=== Section Start ===
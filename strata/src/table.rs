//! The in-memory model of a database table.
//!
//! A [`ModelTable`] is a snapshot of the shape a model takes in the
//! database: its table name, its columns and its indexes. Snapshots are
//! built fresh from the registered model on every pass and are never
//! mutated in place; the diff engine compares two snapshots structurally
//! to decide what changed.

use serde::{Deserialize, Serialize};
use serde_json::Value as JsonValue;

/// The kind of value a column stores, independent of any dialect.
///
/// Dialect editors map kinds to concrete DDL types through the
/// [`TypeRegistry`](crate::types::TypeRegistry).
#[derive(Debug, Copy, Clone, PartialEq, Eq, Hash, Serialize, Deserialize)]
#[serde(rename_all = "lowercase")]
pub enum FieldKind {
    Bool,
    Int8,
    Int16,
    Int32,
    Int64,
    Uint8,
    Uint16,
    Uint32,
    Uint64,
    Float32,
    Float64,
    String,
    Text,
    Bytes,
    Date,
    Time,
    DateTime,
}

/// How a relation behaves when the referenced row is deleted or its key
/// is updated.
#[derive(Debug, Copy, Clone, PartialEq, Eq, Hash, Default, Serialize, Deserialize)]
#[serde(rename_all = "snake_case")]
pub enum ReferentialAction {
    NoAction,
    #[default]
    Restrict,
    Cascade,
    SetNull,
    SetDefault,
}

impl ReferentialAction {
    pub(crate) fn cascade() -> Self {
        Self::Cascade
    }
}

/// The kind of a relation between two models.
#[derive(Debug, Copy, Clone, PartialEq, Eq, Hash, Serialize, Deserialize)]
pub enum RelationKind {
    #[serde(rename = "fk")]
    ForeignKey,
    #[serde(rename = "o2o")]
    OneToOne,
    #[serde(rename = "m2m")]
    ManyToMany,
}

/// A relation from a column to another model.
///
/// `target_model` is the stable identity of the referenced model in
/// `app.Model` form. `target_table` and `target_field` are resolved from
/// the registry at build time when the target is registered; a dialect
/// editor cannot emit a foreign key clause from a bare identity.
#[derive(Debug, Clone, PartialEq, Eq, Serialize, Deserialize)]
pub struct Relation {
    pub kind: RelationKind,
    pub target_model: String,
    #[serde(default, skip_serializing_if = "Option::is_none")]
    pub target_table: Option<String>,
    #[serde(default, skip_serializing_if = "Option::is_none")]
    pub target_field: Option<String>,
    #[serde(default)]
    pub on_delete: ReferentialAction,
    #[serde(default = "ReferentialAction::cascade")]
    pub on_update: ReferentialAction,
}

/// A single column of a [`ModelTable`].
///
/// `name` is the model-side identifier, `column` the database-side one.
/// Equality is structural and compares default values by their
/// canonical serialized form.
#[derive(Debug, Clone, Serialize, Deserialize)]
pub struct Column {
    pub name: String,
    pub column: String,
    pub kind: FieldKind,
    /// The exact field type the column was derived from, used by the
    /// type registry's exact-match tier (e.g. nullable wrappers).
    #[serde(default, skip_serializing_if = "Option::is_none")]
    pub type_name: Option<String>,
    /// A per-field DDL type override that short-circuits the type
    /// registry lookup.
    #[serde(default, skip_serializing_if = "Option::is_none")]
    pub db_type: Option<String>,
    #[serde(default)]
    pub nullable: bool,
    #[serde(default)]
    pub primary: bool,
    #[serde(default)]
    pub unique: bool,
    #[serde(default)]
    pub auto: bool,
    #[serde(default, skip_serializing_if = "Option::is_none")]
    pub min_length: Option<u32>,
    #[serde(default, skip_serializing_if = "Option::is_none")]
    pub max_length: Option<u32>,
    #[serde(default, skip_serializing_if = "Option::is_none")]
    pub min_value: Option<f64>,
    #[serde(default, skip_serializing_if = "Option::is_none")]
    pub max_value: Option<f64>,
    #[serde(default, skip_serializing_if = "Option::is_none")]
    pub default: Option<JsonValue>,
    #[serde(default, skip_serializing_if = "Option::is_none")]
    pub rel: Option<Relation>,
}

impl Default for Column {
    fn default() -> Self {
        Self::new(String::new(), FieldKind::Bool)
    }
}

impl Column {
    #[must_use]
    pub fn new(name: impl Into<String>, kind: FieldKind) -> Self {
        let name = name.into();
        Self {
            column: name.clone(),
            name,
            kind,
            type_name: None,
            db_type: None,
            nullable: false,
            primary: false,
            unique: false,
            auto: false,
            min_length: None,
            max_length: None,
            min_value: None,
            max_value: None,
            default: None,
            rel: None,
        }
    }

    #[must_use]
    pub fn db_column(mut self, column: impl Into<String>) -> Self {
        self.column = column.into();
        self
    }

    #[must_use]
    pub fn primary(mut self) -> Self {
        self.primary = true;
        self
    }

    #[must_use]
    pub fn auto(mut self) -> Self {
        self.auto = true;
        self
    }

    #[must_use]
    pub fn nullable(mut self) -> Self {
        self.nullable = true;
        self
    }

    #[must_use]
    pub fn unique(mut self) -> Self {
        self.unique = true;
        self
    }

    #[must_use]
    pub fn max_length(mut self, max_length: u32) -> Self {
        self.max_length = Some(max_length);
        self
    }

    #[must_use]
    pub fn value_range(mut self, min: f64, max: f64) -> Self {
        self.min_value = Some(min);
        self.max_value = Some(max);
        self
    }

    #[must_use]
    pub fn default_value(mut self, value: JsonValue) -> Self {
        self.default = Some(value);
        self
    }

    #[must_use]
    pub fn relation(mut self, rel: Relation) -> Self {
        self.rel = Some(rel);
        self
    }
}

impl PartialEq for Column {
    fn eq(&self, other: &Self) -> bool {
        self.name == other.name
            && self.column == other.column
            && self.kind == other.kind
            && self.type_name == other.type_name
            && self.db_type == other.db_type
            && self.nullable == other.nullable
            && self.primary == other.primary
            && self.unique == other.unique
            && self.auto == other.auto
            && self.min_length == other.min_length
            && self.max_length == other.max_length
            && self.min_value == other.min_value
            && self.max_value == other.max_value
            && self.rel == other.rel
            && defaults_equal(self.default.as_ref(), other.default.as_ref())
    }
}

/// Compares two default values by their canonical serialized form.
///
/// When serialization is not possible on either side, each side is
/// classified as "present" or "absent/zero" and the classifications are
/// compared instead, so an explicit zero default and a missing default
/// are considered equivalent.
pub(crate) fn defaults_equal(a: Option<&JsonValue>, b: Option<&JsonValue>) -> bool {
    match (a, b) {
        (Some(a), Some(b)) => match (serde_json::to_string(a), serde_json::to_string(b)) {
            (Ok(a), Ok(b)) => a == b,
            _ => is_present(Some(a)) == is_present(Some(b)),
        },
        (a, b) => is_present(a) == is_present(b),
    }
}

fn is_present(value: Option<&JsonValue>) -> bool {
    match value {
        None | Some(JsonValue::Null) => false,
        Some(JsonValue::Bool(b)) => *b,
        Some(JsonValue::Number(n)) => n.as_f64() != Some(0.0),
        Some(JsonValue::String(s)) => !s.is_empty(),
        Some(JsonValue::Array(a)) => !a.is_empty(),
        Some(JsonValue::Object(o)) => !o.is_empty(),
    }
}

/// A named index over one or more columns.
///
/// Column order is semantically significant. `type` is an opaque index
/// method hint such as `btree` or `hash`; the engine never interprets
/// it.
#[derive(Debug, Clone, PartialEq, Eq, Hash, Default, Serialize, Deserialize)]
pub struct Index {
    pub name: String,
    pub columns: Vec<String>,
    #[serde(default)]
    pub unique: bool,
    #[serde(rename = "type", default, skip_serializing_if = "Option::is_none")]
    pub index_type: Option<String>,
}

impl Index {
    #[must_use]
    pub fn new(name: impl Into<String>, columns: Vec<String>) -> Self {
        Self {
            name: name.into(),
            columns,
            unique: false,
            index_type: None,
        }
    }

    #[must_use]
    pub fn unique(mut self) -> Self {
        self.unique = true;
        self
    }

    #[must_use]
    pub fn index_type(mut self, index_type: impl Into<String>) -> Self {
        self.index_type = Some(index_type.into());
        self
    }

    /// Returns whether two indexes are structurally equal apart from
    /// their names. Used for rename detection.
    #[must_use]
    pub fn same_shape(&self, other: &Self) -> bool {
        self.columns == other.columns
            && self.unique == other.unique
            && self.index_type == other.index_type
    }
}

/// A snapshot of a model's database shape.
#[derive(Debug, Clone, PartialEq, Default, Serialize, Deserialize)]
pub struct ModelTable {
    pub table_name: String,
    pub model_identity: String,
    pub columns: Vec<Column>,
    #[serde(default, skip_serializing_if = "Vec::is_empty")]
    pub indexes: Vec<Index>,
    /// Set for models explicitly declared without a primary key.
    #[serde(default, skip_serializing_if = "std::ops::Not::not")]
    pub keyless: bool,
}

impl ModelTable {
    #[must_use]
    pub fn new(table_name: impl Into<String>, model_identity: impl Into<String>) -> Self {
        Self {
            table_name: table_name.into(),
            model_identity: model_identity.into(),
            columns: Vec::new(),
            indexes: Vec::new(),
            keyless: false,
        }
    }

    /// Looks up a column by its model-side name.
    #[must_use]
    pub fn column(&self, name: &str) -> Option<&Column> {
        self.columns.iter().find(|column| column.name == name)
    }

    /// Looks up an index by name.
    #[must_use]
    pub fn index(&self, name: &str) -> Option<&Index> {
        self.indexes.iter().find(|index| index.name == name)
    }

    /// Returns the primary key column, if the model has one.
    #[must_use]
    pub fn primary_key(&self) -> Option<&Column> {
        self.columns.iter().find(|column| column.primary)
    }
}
=== Section End ===
- _YOUR INSTRUCTIONS_
Only the lines containing the word "canonical" should be returned from the data above.

- _OUTPUT OF THE EXERCISE_
/// canonical serialized form.
/// Compares two default values by their canonical serialized form.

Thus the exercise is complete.